While I was playing Little League my father took great pride in conditioning our gloves before storing them for the winter. I'd watch from the couch as he sat in the big armchair and performed his magic. He always looked so impassioned; his tongue pressed between his teeth, just slightly visible through his closed lips, holding his breath and gulping air only at certain intervals during the process, while working in just the right amount of glove oil with the rags he kept. He always finished by placing a baseball in each glove and then tying them tightly with age-darkened rawhide lace. When one glove was complete he would smile and ask, "How's that?" I was speechless. The glove looked perfect. The process became part of a ritual I looked forward to every year...

Two years after I graduated high school (1974) my parents sold our house and moved to Florida. Life was about to become very difficult. There was no longer anyone to do my laundry, no more free lunch, but the biggest game-changer was I had no place to live. It had already been years since my father and I conditioned baseball gloves. 

I just turned 20 and had no immediate plans for the future. After dropping out of college, I spent some time living with a friend in South Florida, but after six months in the Florida sun I moved back up north and lived in my Uncle's basement, sharing the space with my cousin's two untamed dogs. When that arrangement didn't work out, I moved into my best friend's basement and lived there until his father discovered his two boys hiding pot in the garage, and asked me to leave, immediately.

From there I took myself and all my worldly possessions, which amounted to very little, to a boarding house owned by a guy I worked with at a filling station and garage while I was in high school. Dick was once a crackerjack auto mechanic who drag-raced at Epping, New Hampshire, driving and wrenching his Ford Shelby to many impressive victories. At the time I moved into the boarding house he was in his early forties, stood six feet tall, and was lanky with a midsection that was very capable of liquid storage. He wore mirrored, aviator sunglasses, had some color from the sun on his face during summer months and struggled to keep his thinning, light brown hair under control.
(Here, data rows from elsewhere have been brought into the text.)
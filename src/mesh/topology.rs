//! Edge rings and the local operations that rewire them.
//!
//! Each vertex owns a circular singly linked list of its incident edges. An
//! edge sits in two rings at once, one per endpoint, so it carries one `next`
//! link per side. The vertex only stores an entry point (`vlnk`); every ring
//! operation walks from there.

use super::{Edge, EdgeId, Mesh, MeshTriangle, MeshTriangleId, VertexId};
use crate::errors::{Error, Result};
use crate::float_types::{Real, tolerance};
use crate::triangle;

/// Iterator over the edges incident to a vertex, in ring order.
pub struct EdgesAround<'a> {
    mesh: &'a Mesh,
    vertex: VertexId,
    start: Option<EdgeId>,
    current: Option<EdgeId>,
    // bounds the walk on a corrupted ring
    remaining: usize,
}

impl Iterator for EdgesAround<'_> {
    type Item = EdgeId;

    fn next(&mut self) -> Option<EdgeId> {
        let e = self.current?;
        if self.remaining == 0 {
            return None;
        }
        self.remaining -= 1;
        let next = self.mesh.next_around(e, self.vertex);
        self.current = next.filter(|&n| Some(n) != self.start);
        Some(e)
    }
}

impl Mesh {
    /// Edge following `e` in the ring of its endpoint `v`.
    #[inline]
    pub fn next_around(&self, e: EdgeId, v: VertexId) -> Option<EdgeId> {
        let edge = &self.edges[e];
        edge.next[edge.side(v)]
    }

    #[inline]
    fn set_next_around(&mut self, e: EdgeId, v: VertexId, next: Option<EdgeId>) {
        let edge = &mut self.edges[e];
        let side = edge.side(v);
        edge.next[side] = next;
    }

    /// Walk the edge ring of `v`.
    pub fn edges_around(&self, v: VertexId) -> EdgesAround<'_> {
        let start = self.vertices[v].vlnk;
        EdgesAround {
            mesh: self,
            vertex: v,
            start,
            current: start,
            remaining: self.edges.len(),
        }
    }

    /// Number of edges incident to `v`.
    pub fn valence(&self, v: VertexId) -> usize {
        self.edges_around(v).count()
    }

    /// The live edge joining `a` and `b`, if any.
    pub fn find_edge(&self, a: VertexId, b: VertexId) -> Option<EdgeId> {
        self.edges_around(a)
            .find(|&e| self.edges[e].other(a) == b)
    }

    /// Insert `e` into the ring of `v`, right after the ring's entry edge.
    fn link_into_ring(&mut self, e: EdgeId, v: VertexId) {
        match self.vertices[v].vlnk {
            None => {
                self.set_next_around(e, v, Some(e));
                self.vertices[v].vlnk = Some(e);
            },
            Some(head) => {
                let after = self.next_around(head, v);
                self.set_next_around(e, v, after);
                self.set_next_around(head, v, Some(e));
            },
        }
    }

    /// Remove `e` from the ring of `v`.
    fn unlink_from_ring(&mut self, e: EdgeId, v: VertexId) {
        let next = self.next_around(e, v);
        if next == Some(e) || next.is_none() {
            if self.vertices[v].vlnk == Some(e) {
                self.vertices[v].vlnk = None;
            }
            return;
        }
        let mut prev = e;
        for _ in 0..self.edges.len() {
            match self.next_around(prev, v) {
                Some(n) if n == e => break,
                Some(n) => prev = n,
                None => break,
            }
        }
        self.set_next_around(prev, v, next);
        if self.vertices[v].vlnk == Some(e) {
            self.vertices[v].vlnk = next;
        }
    }

    /// Allocate an edge between two distinct vertices and thread it into both
    /// rings. Does not look for an existing edge.
    pub(crate) fn link_edge(&mut self, a: VertexId, b: VertexId) -> Result<EdgeId> {
        if a == b {
            return Err(Error::BadArguments(format!("edge endpoints are both {a:?}")));
        }
        let e = self.edges.alloc(Edge {
            v: [a, b],
            next: [None; 2],
            triangles: Vec::new(),
            removed: false,
        })?;
        self.link_into_ring(e, a);
        self.link_into_ring(e, b);
        Ok(e)
    }

    /// Take `e` out of both rings and mark it removed.
    pub fn unlink_edge(&mut self, e: EdgeId) {
        if self.edges[e].removed {
            return;
        }
        let [a, b] = self.edges[e].v;
        self.unlink_from_ring(e, a);
        self.unlink_from_ring(e, b);
        let edge = &mut self.edges[e];
        edge.next = [None; 2];
        edge.triangles.clear();
        edge.removed = true;
    }

    pub(crate) fn find_or_create_edge(&mut self, a: VertexId, b: VertexId) -> Result<EdgeId> {
        match self.find_edge(a, b) {
            Some(e) => Ok(e),
            None => self.link_edge(a, b),
        }
    }

    fn drop_triangle_from_edge(&mut self, e: EdgeId, t: MeshTriangleId) {
        self.edges[e].triangles.retain(|&x| x != t);
    }

    fn replace_triangle_on_edge(&mut self, e: EdgeId, from: MeshTriangleId, to: MeshTriangleId) {
        for x in self.edges[e].triangles.iter_mut() {
            if *x == from {
                *x = to;
            }
        }
    }

    /// Reserve one edge slot per pair that is not joined yet.
    fn reserve_missing_edges(&mut self, pairs: &[(VertexId, VertexId)]) -> Result<()> {
        let missing = pairs
            .iter()
            .filter(|&&(a, b)| self.find_edge(a, b).is_none())
            .count();
        self.edges.reserve(missing)
    }

    fn unlink_if_degenerate(&mut self, fragments: &[MeshTriangleId]) {
        let eps = tolerance();
        for &frag in fragments {
            if !self.triangles[frag].removed && self.triangle_is_degenerate(frag, eps) {
                self.unlink_triangle(frag);
            }
        }
    }

    /// Detach `t` from its edges, unlink the edges it leaves bare and mark it
    /// removed.
    pub fn unlink_triangle(&mut self, t: MeshTriangleId) {
        if self.triangles[t].removed {
            return;
        }
        for e in self.triangles[t].e {
            if self.edges[e].removed {
                continue;
            }
            self.drop_triangle_from_edge(e, t);
            if self.edges[e].triangles.is_empty() {
                self.unlink_edge(e);
            }
        }
        let tri = &mut self.triangles[t];
        tri.removed = true;
        tri.coincident = None;
    }

    pub(crate) fn triangle_is_degenerate(&self, t: MeshTriangleId, eps: Real) -> bool {
        let v = self.triangles[t].v;
        v[0] == v[1] || v[1] == v[2] || v[2] == v[0] || triangle::is_degenerate(&self.points(t), eps)
    }

    /// Split every triangle bounded by `e` at vertex `v`, which must lie on
    /// the edge, and retire `e`.
    ///
    /// Returns the live edges incident to `v` afterwards.
    pub fn split_edge(&mut self, e: EdgeId, v: VertexId) -> Result<Vec<EdgeId>> {
        let edge = &self.edges[e];
        if edge.removed {
            return Err(Error::BadArguments(format!("edge {e:?} was removed")));
        }
        if edge.v.contains(&v) {
            return Err(Error::BadArguments(format!("{v:?} is an endpoint of edge {e:?}")));
        }
        let triangles = edge.triangles.clone();
        self.edges.reserve(2 + triangles.len())?;
        self.triangles.reserve(triangles.len())?;

        for t in triangles {
            self.split_triangle(t, e, v)?;
        }
        self.unlink_edge(e);
        Ok(self.edges_around(v).collect())
    }

    /// Split triangle `t` at vertex `v` on its edge `e`.
    ///
    /// With `e = (a, b)` and `c` the opposite corner, `t` becomes `(a, v, c)`
    /// and a new triangle `(v, b, c)` is created with the same attributes. The
    /// normal at `v` is interpolated along `a → b`. Fragments that come out
    /// degenerate are unlinked. `e` itself is left in place without `t`.
    pub fn split_triangle(&mut self, t: MeshTriangleId, e: EdgeId, v: VertexId) -> Result<[MeshTriangleId; 2]> {
        let tri = self.triangles[t];
        if tri.removed {
            return Err(Error::BadArguments(format!("triangle {t:?} was removed")));
        }
        let Some(i) = tri.e.iter().position(|&x| x == e) else {
            return Err(Error::BadArguments(format!("edge {e:?} does not bound triangle {t:?}")));
        };
        let (j, k) = ((i + 1) % 3, (i + 2) % 3);
        let (a, b, c) = (tri.v[i], tri.v[j], tri.v[k]);
        if v == a || v == b || v == c {
            return Err(Error::BadArguments(format!("{v:?} is a corner of triangle {t:?}")));
        }
        let (e_bc, e_ca) = (tri.e[j], tri.e[k]);

        let pa = self.vertices[a].pos;
        let ab = self.vertices[b].pos - pa;
        let along = if ab.norm_squared() > 0.0 {
            ((self.vertices[v].pos - pa).dot(&ab) / ab.norm_squared()).clamp(0.0, 1.0)
        } else {
            0.5
        };
        let nv = triangle::lerp_normal(&tri.normals[i], &tri.normals[j], along);

        self.reserve_missing_edges(&[(a, v), (v, b), (v, c)])?;
        self.triangles.reserve(1)?;
        let e_av = self.find_or_create_edge(a, v)?;
        let e_vb = self.find_or_create_edge(v, b)?;
        let e_vc = self.find_or_create_edge(v, c)?;

        let t2 = self.triangles.alloc(MeshTriangle {
            v: [v, b, c],
            e: [e_vb, e_bc, e_vc],
            normals: [nv, tri.normals[j], tri.normals[k]],
            coincident: None,
            ..tri
        })?;
        {
            let first = &mut self.triangles[t];
            first.v = [a, v, c];
            first.e = [e_av, e_vc, e_ca];
            first.normals = [tri.normals[i], nv, tri.normals[k]];
            first.coincident = None;
        }

        self.drop_triangle_from_edge(e, t);
        self.replace_triangle_on_edge(e_bc, t, t2);
        self.edges[e_av].triangles.push(t);
        self.edges[e_vc].triangles.extend([t, t2]);
        self.edges[e_vb].triangles.push(t2);

        self.unlink_if_degenerate(&[t, t2]);
        Ok([t, t2])
    }

    /// Split triangle `t` around vertex `v`, which lies in its interior.
    ///
    /// `(a, b, c)` becomes the fan `(a, b, v)`, `(b, c, v)`, `(c, a, v)`, with
    /// `t` keeping the first fragment. All fragments keep the winding, ids and
    /// color of `t`; the normal at `v` is blended from the corner normals.
    /// Fragments that come out degenerate are unlinked.
    pub fn split_triangle_interior(&mut self, t: MeshTriangleId, v: VertexId) -> Result<[MeshTriangleId; 3]> {
        let tri = self.triangles[t];
        if tri.removed {
            return Err(Error::BadArguments(format!("triangle {t:?} was removed")));
        }
        if tri.v.contains(&v) {
            return Err(Error::BadArguments(format!("{v:?} is a corner of triangle {t:?}")));
        }
        let [a, b, c] = tri.v;
        let [e_ab, e_bc, e_ca] = tri.e;
        let nv = triangle::barycentric_normal(&self.points(t), &tri.normals, &self.vertices[v].pos);

        self.reserve_missing_edges(&[(a, v), (b, v), (c, v)])?;
        self.triangles.reserve(2)?;
        let e_av = self.find_or_create_edge(a, v)?;
        let e_bv = self.find_or_create_edge(b, v)?;
        let e_cv = self.find_or_create_edge(c, v)?;

        let t2 = self.triangles.alloc(MeshTriangle {
            v: [b, c, v],
            e: [e_bc, e_cv, e_bv],
            normals: [tri.normals[1], tri.normals[2], nv],
            coincident: None,
            ..tri
        })?;
        let t3 = self.triangles.alloc(MeshTriangle {
            v: [c, a, v],
            e: [e_ca, e_av, e_cv],
            normals: [tri.normals[2], tri.normals[0], nv],
            coincident: None,
            ..tri
        })?;
        {
            let first = &mut self.triangles[t];
            first.v = [a, b, v];
            first.e = [e_ab, e_bv, e_av];
            first.normals = [tri.normals[0], tri.normals[1], nv];
            first.coincident = None;
        }

        self.replace_triangle_on_edge(e_bc, t, t2);
        self.replace_triangle_on_edge(e_ca, t, t3);
        self.edges[e_av].triangles.extend([t3, t]);
        self.edges[e_bv].triangles.extend([t, t2]);
        self.edges[e_cv].triangles.extend([t2, t3]);

        self.unlink_if_degenerate(&[t, t2, t3]);
        Ok([t, t2, t3])
    }

    /// Re-derive the edges of `t` from its vertices.
    ///
    /// The corners are rotated so the lowest vertex handle comes first (the
    /// winding is kept) and each `e[i]` is set to the live edge joining
    /// `v[i]` and `v[i + 1]`. A degenerate triangle is unlinked instead.
    /// Returns whether `t` is still live.
    pub fn arrange_triangle(&mut self, t: MeshTriangleId) -> Result<bool> {
        if self.triangles[t].removed {
            return Ok(false);
        }
        if self.triangle_is_degenerate(t, tolerance()) {
            self.unlink_triangle(t);
            return Ok(false);
        }
        let tri = self.triangles[t];
        let first = (0..3).min_by_key(|&i| tri.v[i]).unwrap_or(0);
        let v = [0, 1, 2].map(|i| tri.v[(first + i) % 3]);
        let normals = [0, 1, 2].map(|i| tri.normals[(first + i) % 3]);

        self.reserve_missing_edges(&[(v[0], v[1]), (v[1], v[2]), (v[2], v[0])])?;
        let mut e = tri.e;
        for i in 0..3 {
            let wanted = self.find_or_create_edge(v[i], v[(i + 1) % 3])?;
            if !self.edges[wanted].triangles.contains(&t) {
                self.edges[wanted].triangles.push(t);
            }
            e[i] = wanted;
        }
        for old in tri.e {
            if !e.contains(&old) && !self.edges[old].removed {
                self.drop_triangle_from_edge(old, t);
                if self.edges[old].triangles.is_empty() {
                    self.unlink_edge(old);
                }
            }
        }
        let rec = &mut self.triangles[t];
        rec.v = v;
        rec.e = e;
        rec.normals = normals;
        Ok(true)
    }
}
He spoke through thin lips, displayed a wise-guy smile, and had a good size helping of the devil peering out through his light-blue eyes. He also had an unquenchable thirst and the booze eventually consumed his life.

After the divorce in 1975, Dick maintained possession of his house in Walpole, dividing the 3-story house into five rentable spaces. The entire first floor was turned into a good-size apartment. The second floor had three rooms, shared a full bath, and each room was rented by the week for twenty-five dollars, cash only, which Dick collected every week, early morning, open six-pack in hand. A trucker who drove 3-11 PM and spent three hours each night after work shouting out CB codes and terminology on his CB radio, rented one of the rooms. It would've been amusing if I wasn't trying to sleep. An unassuming middle-aged man, who was married, rented another for afternoon dalliances. He told me it was a lot cheaper than renting a motel. The lesson there was "cheating on your wife doesn't have to cost a lot of money".

I rented the third room. It was 10' x 12' with two double-hung windows, one that overlooked the front of the house just above the short roof over the front porch, and another on the gable end that had a great view of Bird Park on the driveway side. My room got the most sun of the three, but because it was over the stairwell, it was the noisiest. I had an old mattress and box spring sitting directly on the floor that I claimed just moments before they were headed for the landfill in front of my friend's sister's house, an Adirondack chair, an ordinary table lamp, a 14" black and white TV with small vise grips for knobs, and a second-hand 4-slice toaster I picked up at a local thrift shop. I survived on warm Frosted Brown Sugar Cinnamon Pop-Tarts, and in the winter, I washed them down with ice-cold whole milk I kept out on the front window ledge. It was all I needed; it was home.

Up on the third floor, an older man lived alone. Aside from the stairs he had to climb, I was envious of the privacy his apartment afforded him. Because of the number of cars needing parking spaces, the front lawn became an expanded driveway, and in Dick's condition, he didn't seem to care too much about the dying grass.

At the time of the move I purchased a sun-faded, light blue, 1963 4-door Chevy Impala from an old man whose decision to stop driving wasn't his own. He claimed nobody ever sat in the back seat, a fact that absolutely got my attention.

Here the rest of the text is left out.